EXERCISE MATERIAL section start
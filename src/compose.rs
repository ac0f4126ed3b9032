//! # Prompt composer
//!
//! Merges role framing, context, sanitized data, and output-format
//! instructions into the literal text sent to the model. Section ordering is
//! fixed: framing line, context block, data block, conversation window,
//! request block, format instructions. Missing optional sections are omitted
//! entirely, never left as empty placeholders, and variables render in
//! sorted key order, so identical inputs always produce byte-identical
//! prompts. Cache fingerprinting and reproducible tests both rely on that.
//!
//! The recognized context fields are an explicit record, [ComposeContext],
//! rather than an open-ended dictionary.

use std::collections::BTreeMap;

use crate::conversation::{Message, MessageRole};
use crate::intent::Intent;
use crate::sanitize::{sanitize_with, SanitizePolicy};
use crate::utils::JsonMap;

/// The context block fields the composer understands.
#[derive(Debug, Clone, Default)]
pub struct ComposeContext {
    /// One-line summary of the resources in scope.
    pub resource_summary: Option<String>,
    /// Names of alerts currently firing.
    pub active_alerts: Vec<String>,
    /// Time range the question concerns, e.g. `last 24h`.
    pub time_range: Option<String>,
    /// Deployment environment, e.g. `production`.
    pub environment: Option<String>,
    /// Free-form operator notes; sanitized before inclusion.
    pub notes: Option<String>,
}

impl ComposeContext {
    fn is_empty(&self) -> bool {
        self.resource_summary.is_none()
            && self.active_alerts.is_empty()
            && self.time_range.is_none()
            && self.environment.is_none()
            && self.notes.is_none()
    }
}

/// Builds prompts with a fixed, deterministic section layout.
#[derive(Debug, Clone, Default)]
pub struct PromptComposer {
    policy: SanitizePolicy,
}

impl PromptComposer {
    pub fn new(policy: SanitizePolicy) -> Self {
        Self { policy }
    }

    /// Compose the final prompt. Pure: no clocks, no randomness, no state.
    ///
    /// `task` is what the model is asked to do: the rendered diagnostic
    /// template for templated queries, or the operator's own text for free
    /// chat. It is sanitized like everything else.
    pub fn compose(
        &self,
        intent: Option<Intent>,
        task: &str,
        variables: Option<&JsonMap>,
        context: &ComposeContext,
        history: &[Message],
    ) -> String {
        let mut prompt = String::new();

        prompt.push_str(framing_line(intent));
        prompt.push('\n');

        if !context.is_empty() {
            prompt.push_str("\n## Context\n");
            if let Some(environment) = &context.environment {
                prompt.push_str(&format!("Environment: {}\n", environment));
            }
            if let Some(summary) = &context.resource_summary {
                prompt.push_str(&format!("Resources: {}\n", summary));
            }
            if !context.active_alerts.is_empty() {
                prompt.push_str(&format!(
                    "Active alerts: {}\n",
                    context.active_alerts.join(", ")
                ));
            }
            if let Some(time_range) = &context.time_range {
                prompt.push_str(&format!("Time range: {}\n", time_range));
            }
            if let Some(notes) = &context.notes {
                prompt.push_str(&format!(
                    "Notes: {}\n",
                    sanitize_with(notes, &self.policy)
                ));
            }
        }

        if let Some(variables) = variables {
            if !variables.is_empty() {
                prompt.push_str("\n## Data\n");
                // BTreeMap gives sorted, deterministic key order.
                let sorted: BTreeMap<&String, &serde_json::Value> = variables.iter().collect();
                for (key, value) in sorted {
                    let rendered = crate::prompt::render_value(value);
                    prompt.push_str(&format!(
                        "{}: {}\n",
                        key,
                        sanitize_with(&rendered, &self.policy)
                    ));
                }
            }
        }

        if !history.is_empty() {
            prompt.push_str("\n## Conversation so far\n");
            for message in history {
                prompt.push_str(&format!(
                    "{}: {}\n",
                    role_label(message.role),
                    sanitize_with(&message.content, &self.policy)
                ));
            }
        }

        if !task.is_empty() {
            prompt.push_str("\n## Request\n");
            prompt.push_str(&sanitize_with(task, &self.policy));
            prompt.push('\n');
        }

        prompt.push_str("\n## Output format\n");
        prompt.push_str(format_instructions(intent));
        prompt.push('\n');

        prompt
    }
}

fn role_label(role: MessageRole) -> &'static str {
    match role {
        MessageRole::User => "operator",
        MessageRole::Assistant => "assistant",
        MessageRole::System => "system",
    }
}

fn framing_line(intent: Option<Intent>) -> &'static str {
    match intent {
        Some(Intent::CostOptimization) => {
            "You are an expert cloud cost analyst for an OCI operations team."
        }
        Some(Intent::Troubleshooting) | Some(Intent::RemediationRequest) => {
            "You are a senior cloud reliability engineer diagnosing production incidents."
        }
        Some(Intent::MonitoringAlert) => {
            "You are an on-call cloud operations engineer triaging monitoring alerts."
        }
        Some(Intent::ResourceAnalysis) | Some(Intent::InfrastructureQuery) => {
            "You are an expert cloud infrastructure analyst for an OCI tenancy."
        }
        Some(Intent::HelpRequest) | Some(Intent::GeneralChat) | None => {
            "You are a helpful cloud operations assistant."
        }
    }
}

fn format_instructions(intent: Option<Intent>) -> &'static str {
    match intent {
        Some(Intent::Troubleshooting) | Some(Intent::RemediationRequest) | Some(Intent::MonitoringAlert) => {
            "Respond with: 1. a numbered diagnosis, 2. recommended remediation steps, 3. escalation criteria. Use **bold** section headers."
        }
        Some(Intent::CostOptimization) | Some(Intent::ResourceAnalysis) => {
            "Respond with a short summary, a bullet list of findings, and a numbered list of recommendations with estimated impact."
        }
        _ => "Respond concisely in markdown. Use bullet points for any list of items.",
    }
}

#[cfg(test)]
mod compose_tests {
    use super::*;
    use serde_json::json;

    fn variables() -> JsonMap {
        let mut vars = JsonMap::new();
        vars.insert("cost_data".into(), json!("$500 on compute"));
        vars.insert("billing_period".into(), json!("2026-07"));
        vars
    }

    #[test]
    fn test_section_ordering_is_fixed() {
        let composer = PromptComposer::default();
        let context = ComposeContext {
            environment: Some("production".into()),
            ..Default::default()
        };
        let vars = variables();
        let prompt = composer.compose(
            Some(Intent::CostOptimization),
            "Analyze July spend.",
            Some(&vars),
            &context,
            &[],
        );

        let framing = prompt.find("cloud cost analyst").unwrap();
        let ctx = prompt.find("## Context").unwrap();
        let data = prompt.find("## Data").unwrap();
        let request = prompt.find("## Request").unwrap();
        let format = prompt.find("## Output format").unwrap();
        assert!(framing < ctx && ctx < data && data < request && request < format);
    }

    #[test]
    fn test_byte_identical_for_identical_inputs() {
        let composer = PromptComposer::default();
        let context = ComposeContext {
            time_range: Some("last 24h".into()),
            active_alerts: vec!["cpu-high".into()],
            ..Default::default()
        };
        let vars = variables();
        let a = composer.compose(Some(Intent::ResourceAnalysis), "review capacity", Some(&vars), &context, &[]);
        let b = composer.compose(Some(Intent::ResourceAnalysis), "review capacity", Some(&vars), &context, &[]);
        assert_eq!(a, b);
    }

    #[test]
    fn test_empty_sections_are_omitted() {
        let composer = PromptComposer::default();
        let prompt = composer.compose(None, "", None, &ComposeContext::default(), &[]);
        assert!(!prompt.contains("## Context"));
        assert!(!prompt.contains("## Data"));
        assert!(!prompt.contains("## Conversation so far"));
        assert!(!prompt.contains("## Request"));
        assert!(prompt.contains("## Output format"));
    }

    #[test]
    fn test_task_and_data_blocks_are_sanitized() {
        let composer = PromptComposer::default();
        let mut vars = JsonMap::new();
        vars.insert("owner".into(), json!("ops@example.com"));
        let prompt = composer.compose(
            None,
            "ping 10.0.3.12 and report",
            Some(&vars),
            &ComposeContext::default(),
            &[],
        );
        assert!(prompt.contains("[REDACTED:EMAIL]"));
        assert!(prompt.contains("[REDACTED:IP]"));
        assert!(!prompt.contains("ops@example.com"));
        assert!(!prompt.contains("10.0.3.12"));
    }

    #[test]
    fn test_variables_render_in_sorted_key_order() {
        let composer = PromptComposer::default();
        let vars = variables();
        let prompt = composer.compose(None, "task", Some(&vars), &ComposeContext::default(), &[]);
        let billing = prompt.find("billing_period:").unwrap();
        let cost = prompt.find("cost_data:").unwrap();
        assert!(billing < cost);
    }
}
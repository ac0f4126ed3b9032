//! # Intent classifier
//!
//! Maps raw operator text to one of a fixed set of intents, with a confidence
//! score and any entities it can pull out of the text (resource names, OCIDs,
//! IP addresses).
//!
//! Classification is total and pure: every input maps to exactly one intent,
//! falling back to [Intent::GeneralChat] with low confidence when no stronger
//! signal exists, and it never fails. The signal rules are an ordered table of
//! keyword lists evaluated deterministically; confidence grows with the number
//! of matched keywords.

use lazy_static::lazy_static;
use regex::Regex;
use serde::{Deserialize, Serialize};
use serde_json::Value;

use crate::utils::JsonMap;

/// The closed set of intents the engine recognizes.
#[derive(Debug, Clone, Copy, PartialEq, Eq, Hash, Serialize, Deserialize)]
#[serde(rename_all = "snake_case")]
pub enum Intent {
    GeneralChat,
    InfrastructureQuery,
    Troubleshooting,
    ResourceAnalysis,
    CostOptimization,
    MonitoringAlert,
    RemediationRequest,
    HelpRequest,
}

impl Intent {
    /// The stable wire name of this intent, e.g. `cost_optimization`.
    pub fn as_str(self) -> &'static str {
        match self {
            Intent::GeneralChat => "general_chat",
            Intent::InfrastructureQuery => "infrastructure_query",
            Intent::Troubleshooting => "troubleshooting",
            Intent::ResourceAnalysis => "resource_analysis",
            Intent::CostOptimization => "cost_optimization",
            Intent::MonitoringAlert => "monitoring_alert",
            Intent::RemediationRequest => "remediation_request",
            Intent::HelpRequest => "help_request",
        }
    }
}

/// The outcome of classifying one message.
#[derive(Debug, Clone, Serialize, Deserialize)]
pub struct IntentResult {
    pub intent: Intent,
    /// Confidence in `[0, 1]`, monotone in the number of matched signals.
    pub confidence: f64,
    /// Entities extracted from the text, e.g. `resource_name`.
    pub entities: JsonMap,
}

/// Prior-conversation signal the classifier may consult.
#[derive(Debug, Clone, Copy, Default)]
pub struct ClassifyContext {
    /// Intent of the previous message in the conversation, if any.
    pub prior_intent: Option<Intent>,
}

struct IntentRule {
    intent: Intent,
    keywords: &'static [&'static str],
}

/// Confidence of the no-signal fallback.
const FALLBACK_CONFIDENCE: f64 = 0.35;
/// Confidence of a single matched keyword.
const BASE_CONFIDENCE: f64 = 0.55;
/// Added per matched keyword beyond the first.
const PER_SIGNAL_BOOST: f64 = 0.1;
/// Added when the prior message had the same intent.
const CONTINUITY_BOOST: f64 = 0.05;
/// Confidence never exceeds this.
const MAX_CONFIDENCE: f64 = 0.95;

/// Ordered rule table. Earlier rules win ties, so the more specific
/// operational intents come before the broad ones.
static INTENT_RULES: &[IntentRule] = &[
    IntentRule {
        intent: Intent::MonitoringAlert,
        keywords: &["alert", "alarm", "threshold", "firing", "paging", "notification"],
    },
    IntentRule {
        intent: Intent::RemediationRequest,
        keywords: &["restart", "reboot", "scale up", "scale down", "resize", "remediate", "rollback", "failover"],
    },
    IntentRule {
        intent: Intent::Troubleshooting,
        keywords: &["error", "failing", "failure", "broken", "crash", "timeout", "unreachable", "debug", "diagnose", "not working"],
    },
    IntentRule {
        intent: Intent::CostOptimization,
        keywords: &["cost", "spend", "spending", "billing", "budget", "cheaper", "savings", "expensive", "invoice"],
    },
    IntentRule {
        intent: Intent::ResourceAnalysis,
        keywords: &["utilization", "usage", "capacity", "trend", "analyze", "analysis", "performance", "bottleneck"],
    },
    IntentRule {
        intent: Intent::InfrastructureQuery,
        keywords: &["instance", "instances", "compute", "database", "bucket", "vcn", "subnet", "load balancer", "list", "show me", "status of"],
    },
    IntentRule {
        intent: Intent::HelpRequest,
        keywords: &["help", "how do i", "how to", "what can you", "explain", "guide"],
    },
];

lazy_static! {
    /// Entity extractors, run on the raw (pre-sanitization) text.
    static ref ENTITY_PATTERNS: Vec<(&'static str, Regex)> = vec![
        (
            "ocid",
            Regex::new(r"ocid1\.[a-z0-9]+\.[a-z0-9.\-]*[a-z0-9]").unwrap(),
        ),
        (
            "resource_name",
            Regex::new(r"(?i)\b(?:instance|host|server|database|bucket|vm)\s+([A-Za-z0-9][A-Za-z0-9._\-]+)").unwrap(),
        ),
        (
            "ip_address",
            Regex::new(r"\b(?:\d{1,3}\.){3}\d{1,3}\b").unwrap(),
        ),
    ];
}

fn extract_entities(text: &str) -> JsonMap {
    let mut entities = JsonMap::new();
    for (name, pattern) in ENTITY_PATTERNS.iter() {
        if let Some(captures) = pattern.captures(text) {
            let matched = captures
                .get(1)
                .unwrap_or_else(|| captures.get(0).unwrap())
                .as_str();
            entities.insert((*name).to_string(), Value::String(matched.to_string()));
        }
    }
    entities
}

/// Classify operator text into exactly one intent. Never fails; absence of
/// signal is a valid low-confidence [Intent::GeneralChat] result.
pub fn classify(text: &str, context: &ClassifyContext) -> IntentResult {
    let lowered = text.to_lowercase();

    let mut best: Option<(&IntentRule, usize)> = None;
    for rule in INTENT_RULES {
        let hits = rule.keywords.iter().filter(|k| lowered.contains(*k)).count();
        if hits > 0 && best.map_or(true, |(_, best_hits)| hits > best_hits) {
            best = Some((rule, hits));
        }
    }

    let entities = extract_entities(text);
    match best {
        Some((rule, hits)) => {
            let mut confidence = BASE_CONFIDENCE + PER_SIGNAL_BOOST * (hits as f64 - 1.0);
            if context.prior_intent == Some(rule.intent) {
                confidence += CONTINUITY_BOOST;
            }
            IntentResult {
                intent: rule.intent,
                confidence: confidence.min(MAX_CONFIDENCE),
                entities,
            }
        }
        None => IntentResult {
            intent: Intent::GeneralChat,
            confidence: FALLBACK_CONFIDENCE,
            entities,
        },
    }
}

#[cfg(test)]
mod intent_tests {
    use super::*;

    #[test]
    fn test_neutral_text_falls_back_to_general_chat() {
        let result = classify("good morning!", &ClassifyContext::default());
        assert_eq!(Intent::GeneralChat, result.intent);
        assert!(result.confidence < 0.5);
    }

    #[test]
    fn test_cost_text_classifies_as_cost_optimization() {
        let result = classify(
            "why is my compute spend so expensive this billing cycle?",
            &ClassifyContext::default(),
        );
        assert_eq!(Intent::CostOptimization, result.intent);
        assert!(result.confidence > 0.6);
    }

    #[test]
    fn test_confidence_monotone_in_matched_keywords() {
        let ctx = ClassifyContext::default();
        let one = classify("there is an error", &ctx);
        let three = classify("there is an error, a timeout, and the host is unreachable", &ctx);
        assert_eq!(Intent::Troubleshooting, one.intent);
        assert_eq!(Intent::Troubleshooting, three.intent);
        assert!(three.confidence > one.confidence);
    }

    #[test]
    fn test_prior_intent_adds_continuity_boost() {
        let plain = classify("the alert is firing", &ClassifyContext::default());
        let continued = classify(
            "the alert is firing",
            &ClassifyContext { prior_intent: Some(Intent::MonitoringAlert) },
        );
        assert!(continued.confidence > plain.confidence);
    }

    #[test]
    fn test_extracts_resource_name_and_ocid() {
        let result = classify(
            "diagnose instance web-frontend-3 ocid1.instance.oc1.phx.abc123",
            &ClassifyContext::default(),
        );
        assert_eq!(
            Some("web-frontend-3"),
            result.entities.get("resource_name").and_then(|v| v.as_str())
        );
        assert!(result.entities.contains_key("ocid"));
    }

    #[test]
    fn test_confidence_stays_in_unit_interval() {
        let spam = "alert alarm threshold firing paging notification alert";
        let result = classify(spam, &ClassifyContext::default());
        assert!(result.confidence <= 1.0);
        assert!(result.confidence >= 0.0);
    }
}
EXERCISE MATERIAL section end
WHAT NEEDS TO BE DONE — Extract every line of the records above that contains the word "expensive".

EXERCISE RESULT —
        keywords: &["cost", "spend", "spending", "billing", "budget", "cheaper", "savings", "expensive", "invoice"],
            "why is my compute spend so expensive this billing cycle?",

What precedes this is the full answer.